## [WHAT THE TASK REQUIRES]
The answer should consist of each line from the data below that includes "workspace".

## [DATA TO USE]
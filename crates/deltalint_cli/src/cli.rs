//! CLI argument definitions

use std::path::PathBuf;

use clap::{Parser, Subcommand, ValueEnum};
use deltalint_core::GitMode;

/// deltalint - Incremental linter for changed files
#[derive(Parser)]
#[command(name = "deltalint")]
#[command(author, version, about, long_about = None)]
pub struct Cli {
    #[command(subcommand)]
    pub command: Commands,

    /// Configuration file path
    #[arg(short, long, global = true)]
    pub config: Option<PathBuf>,

    /// Enable verbose output
    #[arg(short, long, global = true)]
    pub verbose: bool,
}

#[derive(Subcommand)]
pub enum Commands {
    /// Lint the files changed in a git repository
    Lint {
        /// Repository to read changes from
        #[arg(long)]
        repo: PathBuf,

        /// Output format
        #[arg(short, long, value_enum, default_value_t = OutputFormat::Text)]
        format: OutputFormat,

        /// Also write the JSON report to this file
        #[arg(short, long)]
        output: Option<PathBuf>,

        /// Override the configured change-set mode
        #[arg(long, value_enum)]
        mode: Option<ModeArg>,

        /// Skip the format tool availability check
        #[arg(long)]
        skip_tool_check: bool,
    },

    /// Initialize configuration
    Init {
        /// Force overwrite existing config
        #[arg(long)]
        force: bool,
    },
}

#[derive(Clone, Copy, Debug, PartialEq, Eq, ValueEnum)]
pub enum OutputFormat {
    Text,
    Json,
    /// GitHub Actions workflow commands
    Github,
}

#[derive(Clone, Copy, Debug, PartialEq, Eq, ValueEnum)]
pub enum ModeArg {
    Staged,
    Commit,
}

impl From<ModeArg> for GitMode {
    fn from(mode: ModeArg) -> Self {
        match mode {
            ModeArg::Staged => GitMode::Staged,
            ModeArg::Commit => GitMode::Commit,
        }
    }
}
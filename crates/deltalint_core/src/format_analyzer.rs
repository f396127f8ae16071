//! Analyzer group backed by `dotnet format`.

use std::path::PathBuf;
use std::sync::Arc;
use std::time::Duration;

use tracing::{debug, info};

use crate::analyzer::{Analyzer, AnalyzerKind, BatchOutcome};
use crate::applicability::Selection;
use crate::config::{FormatSettings, Rule};
use crate::runner::{Invocation, ProcessRunner, ToolRunner};
use crate::tool_output::parse_tool_output;
use crate::workspace::{EphemeralWorkspace, RuleSettings};
use crate::LinterError;

const VERSION_CHECK_TIMEOUT: Duration = Duration::from_secs(60);

/// Runs one external tool invocation per batch.
pub struct FormatAnalyzer {
    command: String,
    timeout: Option<Duration>,
    settings: RuleSettings,
    runner: Arc<dyn ToolRunner>,
}

impl FormatAnalyzer {
    pub fn new(settings: &FormatSettings) -> Self {
        Self {
            command: settings.command.clone(),
            timeout: settings.timeout_seconds.map(Duration::from_secs),
            settings: RuleSettings::builtin().with_overrides(&settings.rule_settings),
            runner: Arc::new(ProcessRunner),
        }
    }

    /// Replaces the process runner.
    pub fn with_runner(mut self, runner: Arc<dyn ToolRunner>) -> Self {
        self.runner = runner;
        self
    }

    pub fn command(&self) -> &str {
        &self.command
    }

    /// Verifies that `<command> format --version` succeeds.
    pub fn check_available(&self) -> Result<String, LinterError> {
        let cwd = std::env::current_dir()?;
        let invocation = Invocation::new(&self.command, cwd)
            .arg("format")
            .arg("--version")
            .timeout(Some(VERSION_CHECK_TIMEOUT));
        let output = self.runner.run(&invocation)?;

        if !output.success() {
            return Err(LinterError::tool_launch(
                &self.command,
                format!(
                    "'{} format --version' failed: {}",
                    self.command,
                    output.combined().trim()
                ),
            ));
        }

        let version = output.stdout.trim().to_string();
        debug!("{} format version {}", self.command, version);
        Ok(version)
    }

    /// Analyzes `files` for `rule_ids` with a single tool invocation.
    ///
    /// The workspace is removed before this returns, whether the invocation
    /// succeeded or not.
    pub fn analyze_batch(
        &self,
        files: &[PathBuf],
        rule_ids: &[String],
    ) -> Result<BatchOutcome, LinterError> {
        if files.is_empty() || rule_ids.is_empty() {
            return Ok(BatchOutcome::default());
        }

        let workspace = EphemeralWorkspace::builder()
            .files(files)
            .rule_ids(rule_ids)
            .settings(self.settings.clone())
            .build()?;

        info!(
            "Running {} format on {} file(s) for {} rule(s)",
            self.command,
            files.len(),
            rule_ids.len()
        );
        let output = self.runner.run(&self.invocation(&workspace))?;
        if !output.success() {
            // --verify-no-changes exits non-zero whenever it reports anything.
            debug!("{} format exited with {:?}", self.command, output.code);
        }

        let outcome = parse_tool_output(&output.combined(), rule_ids, files);
        workspace.close();

        debug!(
            "{} finding(s), {} unreconciled",
            outcome.findings.len(),
            outcome.stats.unreconciled()
        );
        Ok(outcome)
    }

    fn invocation(&self, workspace: &EphemeralWorkspace) -> Invocation {
        Invocation::new(&self.command, workspace.path())
            .arg("format")
            .arg(workspace.manifest_path())
            .arg("--verify-no-changes")
            .arg("--severity")
            .arg("info")
            .arg("--verbosity")
            .arg("diagnostic")
            .timeout(self.timeout)
    }
}

impl Analyzer for FormatAnalyzer {
    fn kind(&self) -> AnalyzerKind {
        AnalyzerKind::Format
    }

    fn preflight(&self) -> Result<Option<String>, LinterError> {
        self.check_available().map(Some)
    }

    fn analyze(&self, selection: &Selection, _rules: &[Rule]) -> Result<BatchOutcome, LinterError> {
        self.analyze_batch(&selection.files(), &selection.rule_ids())
    }
}
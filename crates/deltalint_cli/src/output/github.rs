//! GitHub Actions annotation formatter

use std::path::Path;

use deltalint_core::LintReport;

pub fn output_github(report: &LintReport, base: &Path) {
    for line in report.github_annotations(Some(base)) {
        println!("{}", line);
    }
}
//! Environment variable expansion for configuration files.
//!
//! `${VAR}` references are replaced with the value of `VAR` before the
//! document is parsed. A variable that is unset or empty is left as the
//! literal `${VAR}` token and reported with a warning; expansion never fails.

use std::borrow::Cow;
use std::sync::LazyLock;

use regex::{Captures, Regex};
use tracing::warn;

static VAR_REF: LazyLock<Regex> =
    LazyLock::new(|| Regex::new(r"\$\{(\w+)\}").expect("valid env var pattern"));

/// Expands `${VAR}` references in `text`.
pub fn expand_env_vars(text: &str) -> Cow<'_, str> {
    expand_with(text, |name| std::env::var(name).ok())
}

/// Expands `${VAR}` references using `lookup` to resolve names.
pub(crate) fn expand_with<F>(text: &str, lookup: F) -> Cow<'_, str>
where
    F: Fn(&str) -> Option<String>,
{
    if !text.contains("${") {
        return Cow::Borrowed(text);
    }

    VAR_REF.replace_all(text, |caps: &Captures<'_>| {
        let name = &caps[1];
        match lookup(name) {
            Some(value) if !value.is_empty() => value,
            _ => {
                warn!("Environment variable '{}' not found; keeping literal", name);
                caps[0].to_string()
            }
        }
    })
}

## [TASK ANSWER]
use crate::workspace::{EphemeralWorkspace, RuleSettings};
    /// The workspace is removed before this returns, whether the invocation
        let workspace = EphemeralWorkspace::builder()
        let output = self.runner.run(&self.invocation(&workspace))?;
        workspace.close();
    fn invocation(&self, workspace: &EphemeralWorkspace) -> Invocation {
        Invocation::new(&self.command, workspace.path())
            .arg(workspace.manifest_path())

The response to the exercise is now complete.